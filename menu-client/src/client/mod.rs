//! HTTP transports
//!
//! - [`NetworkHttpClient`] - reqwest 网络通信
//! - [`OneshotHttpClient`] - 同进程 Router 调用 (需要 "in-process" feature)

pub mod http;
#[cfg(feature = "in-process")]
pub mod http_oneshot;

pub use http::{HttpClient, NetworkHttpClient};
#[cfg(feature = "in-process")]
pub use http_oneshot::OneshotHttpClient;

====

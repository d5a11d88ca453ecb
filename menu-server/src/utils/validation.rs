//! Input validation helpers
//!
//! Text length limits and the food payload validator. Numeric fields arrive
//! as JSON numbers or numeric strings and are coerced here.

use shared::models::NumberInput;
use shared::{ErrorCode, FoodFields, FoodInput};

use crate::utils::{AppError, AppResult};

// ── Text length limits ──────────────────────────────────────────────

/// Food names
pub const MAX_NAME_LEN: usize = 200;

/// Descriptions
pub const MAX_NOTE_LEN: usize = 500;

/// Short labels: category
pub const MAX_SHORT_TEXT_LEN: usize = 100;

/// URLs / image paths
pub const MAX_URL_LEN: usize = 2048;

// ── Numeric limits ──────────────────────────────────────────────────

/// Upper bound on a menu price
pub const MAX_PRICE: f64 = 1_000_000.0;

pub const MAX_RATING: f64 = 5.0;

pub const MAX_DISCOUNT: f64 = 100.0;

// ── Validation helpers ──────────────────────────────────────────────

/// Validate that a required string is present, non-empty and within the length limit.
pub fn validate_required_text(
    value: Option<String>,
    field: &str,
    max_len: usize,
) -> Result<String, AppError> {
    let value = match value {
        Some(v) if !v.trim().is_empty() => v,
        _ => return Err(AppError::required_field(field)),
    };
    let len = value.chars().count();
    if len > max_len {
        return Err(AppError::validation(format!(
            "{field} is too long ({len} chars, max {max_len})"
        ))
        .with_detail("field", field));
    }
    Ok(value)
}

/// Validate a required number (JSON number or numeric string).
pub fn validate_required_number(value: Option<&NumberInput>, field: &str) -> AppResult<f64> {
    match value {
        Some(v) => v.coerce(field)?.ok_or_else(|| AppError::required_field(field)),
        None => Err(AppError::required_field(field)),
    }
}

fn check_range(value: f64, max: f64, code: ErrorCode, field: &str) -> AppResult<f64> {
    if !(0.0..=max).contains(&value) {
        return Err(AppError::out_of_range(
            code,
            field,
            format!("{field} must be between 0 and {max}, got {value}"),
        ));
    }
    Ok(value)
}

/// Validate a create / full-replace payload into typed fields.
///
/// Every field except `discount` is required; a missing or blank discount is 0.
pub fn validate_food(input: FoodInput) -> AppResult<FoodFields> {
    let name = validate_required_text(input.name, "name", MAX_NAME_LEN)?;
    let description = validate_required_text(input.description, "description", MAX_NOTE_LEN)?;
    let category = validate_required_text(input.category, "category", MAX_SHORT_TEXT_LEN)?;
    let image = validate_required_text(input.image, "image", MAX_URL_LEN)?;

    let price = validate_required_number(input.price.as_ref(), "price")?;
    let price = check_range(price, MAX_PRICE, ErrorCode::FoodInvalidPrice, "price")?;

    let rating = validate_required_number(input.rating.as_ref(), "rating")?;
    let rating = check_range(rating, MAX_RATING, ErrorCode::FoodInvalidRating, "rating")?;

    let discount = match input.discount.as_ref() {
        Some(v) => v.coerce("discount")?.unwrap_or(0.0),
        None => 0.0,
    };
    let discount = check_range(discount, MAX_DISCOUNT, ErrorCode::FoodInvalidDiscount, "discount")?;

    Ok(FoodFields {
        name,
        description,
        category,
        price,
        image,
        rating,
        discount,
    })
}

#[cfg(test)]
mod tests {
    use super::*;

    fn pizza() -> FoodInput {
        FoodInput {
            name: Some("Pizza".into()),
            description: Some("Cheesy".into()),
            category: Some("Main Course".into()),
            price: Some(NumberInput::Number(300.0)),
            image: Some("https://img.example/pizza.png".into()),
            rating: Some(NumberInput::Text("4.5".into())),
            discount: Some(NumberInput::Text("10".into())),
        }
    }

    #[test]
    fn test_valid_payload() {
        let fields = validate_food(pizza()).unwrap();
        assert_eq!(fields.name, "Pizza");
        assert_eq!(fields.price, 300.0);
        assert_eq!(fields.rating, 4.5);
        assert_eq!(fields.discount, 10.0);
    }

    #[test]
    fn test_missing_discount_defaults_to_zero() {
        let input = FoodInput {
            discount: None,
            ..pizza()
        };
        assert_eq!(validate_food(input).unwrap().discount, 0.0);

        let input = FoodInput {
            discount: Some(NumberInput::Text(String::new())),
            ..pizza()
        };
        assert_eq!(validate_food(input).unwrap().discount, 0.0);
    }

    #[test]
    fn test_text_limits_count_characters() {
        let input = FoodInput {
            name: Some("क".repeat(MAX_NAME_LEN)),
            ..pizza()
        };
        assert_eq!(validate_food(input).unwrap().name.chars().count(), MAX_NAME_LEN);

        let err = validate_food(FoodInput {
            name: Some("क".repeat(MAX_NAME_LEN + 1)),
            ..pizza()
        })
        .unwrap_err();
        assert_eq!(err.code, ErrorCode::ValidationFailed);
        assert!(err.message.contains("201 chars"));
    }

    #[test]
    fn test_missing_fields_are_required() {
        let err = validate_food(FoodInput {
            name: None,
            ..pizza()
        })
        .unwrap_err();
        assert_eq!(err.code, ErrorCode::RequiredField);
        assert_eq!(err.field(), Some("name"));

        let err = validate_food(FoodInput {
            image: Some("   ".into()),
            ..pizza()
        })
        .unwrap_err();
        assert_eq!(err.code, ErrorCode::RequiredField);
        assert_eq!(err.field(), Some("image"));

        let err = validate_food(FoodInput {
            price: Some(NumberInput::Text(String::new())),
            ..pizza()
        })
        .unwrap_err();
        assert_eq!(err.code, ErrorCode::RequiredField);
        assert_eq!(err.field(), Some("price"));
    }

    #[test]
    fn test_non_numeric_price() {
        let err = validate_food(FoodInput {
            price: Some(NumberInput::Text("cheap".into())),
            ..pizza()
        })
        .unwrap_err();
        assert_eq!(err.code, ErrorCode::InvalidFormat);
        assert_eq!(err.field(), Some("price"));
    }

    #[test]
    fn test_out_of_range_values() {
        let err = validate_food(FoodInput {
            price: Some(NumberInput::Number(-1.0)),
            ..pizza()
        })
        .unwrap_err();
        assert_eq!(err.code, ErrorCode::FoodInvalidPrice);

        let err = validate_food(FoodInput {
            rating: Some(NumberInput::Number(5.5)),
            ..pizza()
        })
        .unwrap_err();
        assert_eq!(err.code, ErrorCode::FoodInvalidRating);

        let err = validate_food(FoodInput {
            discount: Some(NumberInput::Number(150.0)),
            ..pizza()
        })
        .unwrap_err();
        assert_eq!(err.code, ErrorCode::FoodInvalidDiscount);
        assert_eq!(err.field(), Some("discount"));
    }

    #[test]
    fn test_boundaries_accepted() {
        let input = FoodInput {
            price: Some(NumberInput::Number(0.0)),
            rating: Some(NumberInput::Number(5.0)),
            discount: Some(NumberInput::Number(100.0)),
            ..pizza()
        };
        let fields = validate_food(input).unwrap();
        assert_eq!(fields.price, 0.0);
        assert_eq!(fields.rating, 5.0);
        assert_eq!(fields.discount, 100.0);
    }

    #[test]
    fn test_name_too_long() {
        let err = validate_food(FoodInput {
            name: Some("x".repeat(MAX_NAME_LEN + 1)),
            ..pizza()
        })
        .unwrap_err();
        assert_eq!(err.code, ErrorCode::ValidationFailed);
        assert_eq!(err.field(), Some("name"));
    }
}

====

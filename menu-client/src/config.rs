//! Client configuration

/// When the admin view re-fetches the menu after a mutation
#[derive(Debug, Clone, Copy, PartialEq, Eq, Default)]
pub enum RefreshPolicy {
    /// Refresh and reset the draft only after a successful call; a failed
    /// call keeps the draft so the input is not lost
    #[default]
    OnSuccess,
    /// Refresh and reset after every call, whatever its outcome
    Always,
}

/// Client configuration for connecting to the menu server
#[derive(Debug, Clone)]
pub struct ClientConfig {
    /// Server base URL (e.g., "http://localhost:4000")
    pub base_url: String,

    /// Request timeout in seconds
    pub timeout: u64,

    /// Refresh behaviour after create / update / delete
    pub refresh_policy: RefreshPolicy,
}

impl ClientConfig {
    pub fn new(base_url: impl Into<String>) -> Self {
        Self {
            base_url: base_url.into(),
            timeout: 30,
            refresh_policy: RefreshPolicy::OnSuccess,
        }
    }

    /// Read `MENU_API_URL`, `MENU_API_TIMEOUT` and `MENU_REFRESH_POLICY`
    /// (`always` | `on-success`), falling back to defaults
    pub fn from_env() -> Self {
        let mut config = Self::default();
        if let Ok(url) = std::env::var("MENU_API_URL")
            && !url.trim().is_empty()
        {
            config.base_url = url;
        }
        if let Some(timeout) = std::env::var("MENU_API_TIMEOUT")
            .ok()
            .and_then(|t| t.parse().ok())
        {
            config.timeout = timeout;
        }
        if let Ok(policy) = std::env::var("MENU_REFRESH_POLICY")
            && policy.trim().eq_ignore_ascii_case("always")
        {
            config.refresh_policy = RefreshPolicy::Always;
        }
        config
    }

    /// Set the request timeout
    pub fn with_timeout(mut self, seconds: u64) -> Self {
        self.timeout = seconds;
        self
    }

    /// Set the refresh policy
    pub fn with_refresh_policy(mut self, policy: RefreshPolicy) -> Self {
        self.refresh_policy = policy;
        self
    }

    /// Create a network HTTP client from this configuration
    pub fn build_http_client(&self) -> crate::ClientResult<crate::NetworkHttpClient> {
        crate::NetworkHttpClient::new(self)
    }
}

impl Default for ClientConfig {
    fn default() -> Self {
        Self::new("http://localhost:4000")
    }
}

====

Go through the data and count every line where the word "Option" appears. Give only that count.

## Expected answer
2